=== Record excerpts ===
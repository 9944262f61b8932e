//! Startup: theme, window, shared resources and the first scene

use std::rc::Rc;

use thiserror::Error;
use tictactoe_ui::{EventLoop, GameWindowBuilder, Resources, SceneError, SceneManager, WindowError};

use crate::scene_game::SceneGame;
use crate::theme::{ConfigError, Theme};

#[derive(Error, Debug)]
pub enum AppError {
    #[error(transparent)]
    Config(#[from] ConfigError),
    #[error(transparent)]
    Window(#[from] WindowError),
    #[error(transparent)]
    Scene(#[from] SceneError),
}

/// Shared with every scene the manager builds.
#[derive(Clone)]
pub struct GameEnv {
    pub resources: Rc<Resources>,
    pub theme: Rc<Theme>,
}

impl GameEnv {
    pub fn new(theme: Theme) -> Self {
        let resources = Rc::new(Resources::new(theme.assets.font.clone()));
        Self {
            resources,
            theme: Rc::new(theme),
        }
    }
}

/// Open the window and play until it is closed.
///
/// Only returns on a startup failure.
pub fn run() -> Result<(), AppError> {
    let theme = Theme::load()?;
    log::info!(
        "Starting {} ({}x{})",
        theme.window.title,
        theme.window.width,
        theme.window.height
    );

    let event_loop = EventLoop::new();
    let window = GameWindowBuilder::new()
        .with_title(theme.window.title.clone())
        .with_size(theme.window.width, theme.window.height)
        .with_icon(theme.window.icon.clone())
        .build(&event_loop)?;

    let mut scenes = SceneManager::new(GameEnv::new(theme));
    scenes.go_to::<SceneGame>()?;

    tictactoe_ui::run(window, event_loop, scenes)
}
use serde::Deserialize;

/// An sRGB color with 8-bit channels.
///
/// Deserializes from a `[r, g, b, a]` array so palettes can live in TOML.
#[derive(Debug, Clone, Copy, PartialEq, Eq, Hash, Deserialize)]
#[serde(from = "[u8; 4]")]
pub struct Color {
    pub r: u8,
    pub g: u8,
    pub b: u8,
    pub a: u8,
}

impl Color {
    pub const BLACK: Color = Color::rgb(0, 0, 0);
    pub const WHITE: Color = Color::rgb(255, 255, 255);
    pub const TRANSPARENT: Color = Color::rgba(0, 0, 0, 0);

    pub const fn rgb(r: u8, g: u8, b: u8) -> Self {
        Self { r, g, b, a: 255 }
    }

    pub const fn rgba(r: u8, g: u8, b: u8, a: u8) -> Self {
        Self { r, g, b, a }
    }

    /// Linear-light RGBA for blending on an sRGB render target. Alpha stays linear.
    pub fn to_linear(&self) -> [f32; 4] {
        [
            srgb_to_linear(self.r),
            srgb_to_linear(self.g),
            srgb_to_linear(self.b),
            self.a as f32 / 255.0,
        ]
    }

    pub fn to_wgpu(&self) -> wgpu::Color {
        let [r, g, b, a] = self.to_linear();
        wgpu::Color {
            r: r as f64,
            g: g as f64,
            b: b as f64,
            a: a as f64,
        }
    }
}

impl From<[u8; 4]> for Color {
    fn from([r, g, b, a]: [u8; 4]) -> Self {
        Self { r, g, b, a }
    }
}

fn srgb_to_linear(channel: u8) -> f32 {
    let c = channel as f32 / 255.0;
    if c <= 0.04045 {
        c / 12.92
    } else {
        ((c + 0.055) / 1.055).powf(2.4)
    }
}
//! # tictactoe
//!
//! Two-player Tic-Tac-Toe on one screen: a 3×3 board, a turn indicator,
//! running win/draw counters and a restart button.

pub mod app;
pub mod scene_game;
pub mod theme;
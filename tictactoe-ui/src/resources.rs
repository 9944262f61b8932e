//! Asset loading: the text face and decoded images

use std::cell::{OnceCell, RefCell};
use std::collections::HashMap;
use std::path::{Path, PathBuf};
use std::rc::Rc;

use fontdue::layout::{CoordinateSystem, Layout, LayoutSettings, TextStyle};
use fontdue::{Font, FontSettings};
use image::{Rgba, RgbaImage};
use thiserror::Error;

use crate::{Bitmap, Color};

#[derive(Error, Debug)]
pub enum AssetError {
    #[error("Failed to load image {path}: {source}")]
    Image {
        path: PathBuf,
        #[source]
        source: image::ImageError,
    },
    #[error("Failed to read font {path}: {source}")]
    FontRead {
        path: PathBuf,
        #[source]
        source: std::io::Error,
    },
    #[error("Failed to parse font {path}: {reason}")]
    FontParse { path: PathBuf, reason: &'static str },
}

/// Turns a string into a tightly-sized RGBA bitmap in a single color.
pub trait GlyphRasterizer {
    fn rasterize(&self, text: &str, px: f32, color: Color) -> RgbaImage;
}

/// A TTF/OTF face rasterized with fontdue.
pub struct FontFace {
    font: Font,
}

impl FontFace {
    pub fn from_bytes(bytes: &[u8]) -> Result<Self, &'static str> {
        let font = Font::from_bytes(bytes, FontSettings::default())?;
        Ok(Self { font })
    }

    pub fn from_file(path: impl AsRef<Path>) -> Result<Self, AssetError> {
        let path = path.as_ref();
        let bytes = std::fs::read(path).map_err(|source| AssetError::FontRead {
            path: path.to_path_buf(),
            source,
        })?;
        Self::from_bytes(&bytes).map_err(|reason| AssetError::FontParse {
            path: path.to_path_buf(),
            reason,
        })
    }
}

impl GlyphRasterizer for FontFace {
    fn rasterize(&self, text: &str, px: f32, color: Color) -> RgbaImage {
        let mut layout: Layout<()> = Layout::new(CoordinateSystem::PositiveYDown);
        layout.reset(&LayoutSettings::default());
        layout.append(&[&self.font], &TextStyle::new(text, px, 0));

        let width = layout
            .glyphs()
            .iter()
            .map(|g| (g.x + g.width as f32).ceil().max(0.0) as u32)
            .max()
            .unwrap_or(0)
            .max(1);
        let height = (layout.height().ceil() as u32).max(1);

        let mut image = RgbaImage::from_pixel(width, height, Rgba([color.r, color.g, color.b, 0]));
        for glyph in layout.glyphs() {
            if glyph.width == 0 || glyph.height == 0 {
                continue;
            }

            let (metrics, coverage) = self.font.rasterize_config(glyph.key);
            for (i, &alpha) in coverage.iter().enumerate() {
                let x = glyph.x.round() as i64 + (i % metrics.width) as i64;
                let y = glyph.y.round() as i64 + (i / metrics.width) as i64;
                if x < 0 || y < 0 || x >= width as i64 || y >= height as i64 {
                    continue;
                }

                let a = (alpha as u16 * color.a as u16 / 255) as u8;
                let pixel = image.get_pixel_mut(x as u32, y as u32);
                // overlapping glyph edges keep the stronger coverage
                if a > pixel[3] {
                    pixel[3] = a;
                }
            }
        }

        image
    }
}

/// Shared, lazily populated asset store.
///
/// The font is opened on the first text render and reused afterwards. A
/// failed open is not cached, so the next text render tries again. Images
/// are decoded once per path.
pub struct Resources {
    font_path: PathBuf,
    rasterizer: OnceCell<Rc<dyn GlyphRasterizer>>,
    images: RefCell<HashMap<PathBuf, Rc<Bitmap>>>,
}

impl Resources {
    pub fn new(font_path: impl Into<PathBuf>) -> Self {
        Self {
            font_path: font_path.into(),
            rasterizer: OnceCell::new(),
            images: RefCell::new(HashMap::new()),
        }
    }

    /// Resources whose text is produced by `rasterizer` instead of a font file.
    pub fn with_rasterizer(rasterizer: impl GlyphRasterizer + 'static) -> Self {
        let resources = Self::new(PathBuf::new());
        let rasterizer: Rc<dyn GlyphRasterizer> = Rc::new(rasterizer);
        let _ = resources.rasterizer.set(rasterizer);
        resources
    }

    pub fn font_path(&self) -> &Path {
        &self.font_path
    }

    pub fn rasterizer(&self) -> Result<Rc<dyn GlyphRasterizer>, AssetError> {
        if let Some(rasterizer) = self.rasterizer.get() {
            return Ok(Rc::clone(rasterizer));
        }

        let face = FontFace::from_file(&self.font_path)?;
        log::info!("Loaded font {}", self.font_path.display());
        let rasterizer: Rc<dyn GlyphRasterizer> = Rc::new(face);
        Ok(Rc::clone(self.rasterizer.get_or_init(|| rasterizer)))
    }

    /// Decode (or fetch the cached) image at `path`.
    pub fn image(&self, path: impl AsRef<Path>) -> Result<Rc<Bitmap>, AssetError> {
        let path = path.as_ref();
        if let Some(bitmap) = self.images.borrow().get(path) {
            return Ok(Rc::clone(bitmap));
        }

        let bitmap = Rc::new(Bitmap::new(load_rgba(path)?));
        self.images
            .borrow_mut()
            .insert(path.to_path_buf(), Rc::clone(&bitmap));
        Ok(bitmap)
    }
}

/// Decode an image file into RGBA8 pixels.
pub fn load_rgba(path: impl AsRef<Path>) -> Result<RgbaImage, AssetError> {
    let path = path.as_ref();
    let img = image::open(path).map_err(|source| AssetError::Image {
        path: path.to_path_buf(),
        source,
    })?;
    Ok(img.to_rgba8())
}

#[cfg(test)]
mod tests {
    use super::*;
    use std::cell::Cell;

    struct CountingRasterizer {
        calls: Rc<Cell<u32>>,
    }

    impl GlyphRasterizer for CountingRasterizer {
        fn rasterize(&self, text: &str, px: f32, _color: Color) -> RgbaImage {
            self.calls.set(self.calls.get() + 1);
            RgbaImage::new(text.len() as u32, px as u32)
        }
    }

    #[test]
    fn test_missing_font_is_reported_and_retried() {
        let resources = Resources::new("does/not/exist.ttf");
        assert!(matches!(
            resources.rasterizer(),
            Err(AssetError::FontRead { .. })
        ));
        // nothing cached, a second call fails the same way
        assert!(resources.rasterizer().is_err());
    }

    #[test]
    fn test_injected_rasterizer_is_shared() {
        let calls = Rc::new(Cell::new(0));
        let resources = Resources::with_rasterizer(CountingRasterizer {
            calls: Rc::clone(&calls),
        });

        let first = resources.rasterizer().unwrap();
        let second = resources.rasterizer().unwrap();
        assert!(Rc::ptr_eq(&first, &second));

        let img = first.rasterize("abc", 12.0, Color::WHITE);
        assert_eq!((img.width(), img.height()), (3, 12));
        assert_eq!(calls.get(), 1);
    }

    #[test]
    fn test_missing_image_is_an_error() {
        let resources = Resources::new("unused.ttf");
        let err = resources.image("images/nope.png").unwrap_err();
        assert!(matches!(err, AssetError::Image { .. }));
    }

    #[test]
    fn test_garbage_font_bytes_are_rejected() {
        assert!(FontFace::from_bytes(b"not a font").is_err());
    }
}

=== Task directions ===
Every line of the material that includes the word "AssetError" needs to be copied.

=== Output for this exercise ===
pub enum AssetError {
    pub fn from_file(path: impl AsRef<Path>) -> Result<Self, AssetError> {
        let bytes = std::fs::read(path).map_err(|source| AssetError::FontRead {
        Self::from_bytes(&bytes).map_err(|reason| AssetError::FontParse {
    pub fn rasterizer(&self) -> Result<Rc<dyn GlyphRasterizer>, AssetError> {
    pub fn image(&self, path: impl AsRef<Path>) -> Result<Rc<Bitmap>, AssetError> {
pub fn load_rgba(path: impl AsRef<Path>) -> Result<RgbaImage, AssetError> {
    let img = image::open(path).map_err(|source| AssetError::Image {
            Err(AssetError::FontRead { .. })
        assert!(matches!(err, AssetError::Image { .. }));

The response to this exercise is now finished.